U.S. farmers and farm state lawmakers have pushed hard to include agriculture in trade talks. But European officials excluded farm goods to streamline the negotiations and to concentrate on vehicles and industrial products, said Jesus Zorrilla, counselor on Agriculture for the European Union.
Zorrilla was joined by Lorenzo Terzi, counselor on food safety for the European Union, and Sylvain Maestracci, counselor on agriculture for the French Embassy, to provide a European perspective on trade and agriculture.
Key issues, such as geographic indicators for dairy products and the approval of genetically modified crops, still separate the United States and the EU. But the European leaders said there continues to be opportunities for U.S. products in Europe, including soybeans, biofuels and other products even without agriculture in the free trade negotiations.

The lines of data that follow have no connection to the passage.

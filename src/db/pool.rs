use sqlx::postgres::PgPoolOptions;
use sqlx::PgPool;
use std::time::Duration;

pub async fn create_pool(database_url: &str) -> Result<PgPool, sqlx::Error> {
    PgPoolOptions::new()
        .max_connections(10)
        .acquire_timeout(Duration::from_secs(30))
        .connect(database_url)
        .await
}
impl<S: ItemStore> ItemRepository<S> {
    pub fn new(store: S, session: Option<Session>) -> Self {
        Self {
            store,
            session,
            items: Vec::new(),
        }
    }

    pub fn items(&self) -> &[ScannedItem] {
        &self.items
    }

    pub fn summary(&self) -> InventorySummary {
        let mut by_category = BTreeMap::new();
        for item in &self.items {
            *by_category.entry(item.category.clone()).or_insert(0) += 1;
        }
        InventorySummary {
            total: self.items.len(),
            by_category,
        }
    }

    /// Fetch all items and replace the mirror. A store failure leaves the
    /// mirror empty; the caller may simply call load again.
    pub async fn load(&mut self) -> AppResult<()> {
        let Some(session) = self.session else {
            self.items.clear();
            return Ok(());
        };

        match self.store.list(session.user_id).await {
            Ok(items) => {
                self.items = items;
                Ok(())
            }
            Err(e) => {
                self.items.clear();
                tracing::error!("failed to load items: {e}");
                Err(e)
            }
        }
    }

    /// Persist one item and prepend the stored record to the mirror.
    /// Signed out: silent no-op.
    pub async fn save(&mut self, mut item: NewItem) -> AppResult<()> {
        let Some(session) = self.session else {
            return Ok(());
        };

        if item.barcode.trim().is_empty() {
            return Err(AppError::InvalidInput("barcode is required".to_string()));
        }
        if item.name.trim().is_empty() {
            return Err(AppError::InvalidInput("name is required".to_string()));
        }
        if item.category.trim().is_empty() {
            item.category = DEFAULT_CATEGORY.to_string();
        }

        let saved = self.store.insert(session.user_id, item).await?;
        tracing::info!(id = %saved.id, barcode = %saved.barcode, "item saved");
        self.items.insert(0, saved);
        Ok(())
    }

    /// Send `update` as a full replacement of the item's editable fields
    /// and swap the stored result into the mirror in place, preserving
    /// position. A failure leaves the mirror untouched.
    pub async fn update(&mut self, id: Uuid, update: ItemUpdate) -> AppResult<()> {
        let Some(session) = self.session else {
            return Ok(());
        };

        let updated = self.store.update(session.user_id, id, update).await?;
        if let Some(slot) = self.items.iter_mut().find(|i| i.id == id) {
            *slot = updated;
        }
        Ok(())
    }

    /// Remove from the store, then from the mirror. The mirror is only
    /// touched after the store confirms, so a failed delete changes nothing.
    pub async fn delete(&mut self, id: Uuid) -> AppResult<()> {
        let Some(session) = self.session else {
            return Ok(());
        };

        self.store.delete(session.user_id, id).await?;
        self.items.retain(|i| i.id != id);
        tracing::info!(%id, "item deleted");
        Ok(())
    }

    /// Bulk-insert a batch and prepend the stored records to the mirror in
    /// store-returned (= input) order. Empty input issues no store call.
    /// On failure nothing is prepended, even if the store partially
    /// committed on its side.
    pub async fn import_items(&mut self, items: Vec<NewItem>) -> AppResult<usize> {
        let Some(session) = self.session else {
            return Ok(0);
        };
        if items.is_empty() {
            return Ok(0);
        }

        let items: Vec<NewItem> = items
            .into_iter()
            .map(|mut item| {
                if item.category.trim().is_empty() {
                    item.category = DEFAULT_CATEGORY.to_string();
                }
                item
            })
            .collect();

        let inserted = self.store.insert_many(session.user_id, items).await?;
        let count = inserted.len();
        self.items.splice(0..0, inserted);
        tracing::info!(count, "items imported");
        Ok(count)
    }
}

“The perception that the European market is closed is misleading,” Terzi said. “We are a huge market of 500 million people that is a big importer of food.”
Terzi noted that the United States and Europe have recently worked through several key food safety issues on products such as almonds and Florida oranges.
European farmers share many of the same concerns as their American counterparts, such as low commodity prices, changing demand from consumers and an aging farm population, Maestracci said. In addition, he said. European farmers face a continued barrage of environmental demands from European consumers.
Like their American counterparts, European farmers have seen a reduction in farm subsidy payments and a more market-oriented farm program. But European farmers do not have a robust crop insurance system like the one which provides the backbone of the farm safety net in the United States, Maestracci said.
The need for crop insurance showed up in 2018 when drought gripped much of Europe and drastically reduced harvests.
“The drought has definitely affected farmers and hurt our ability to export barley and other crops,” Maestracci said.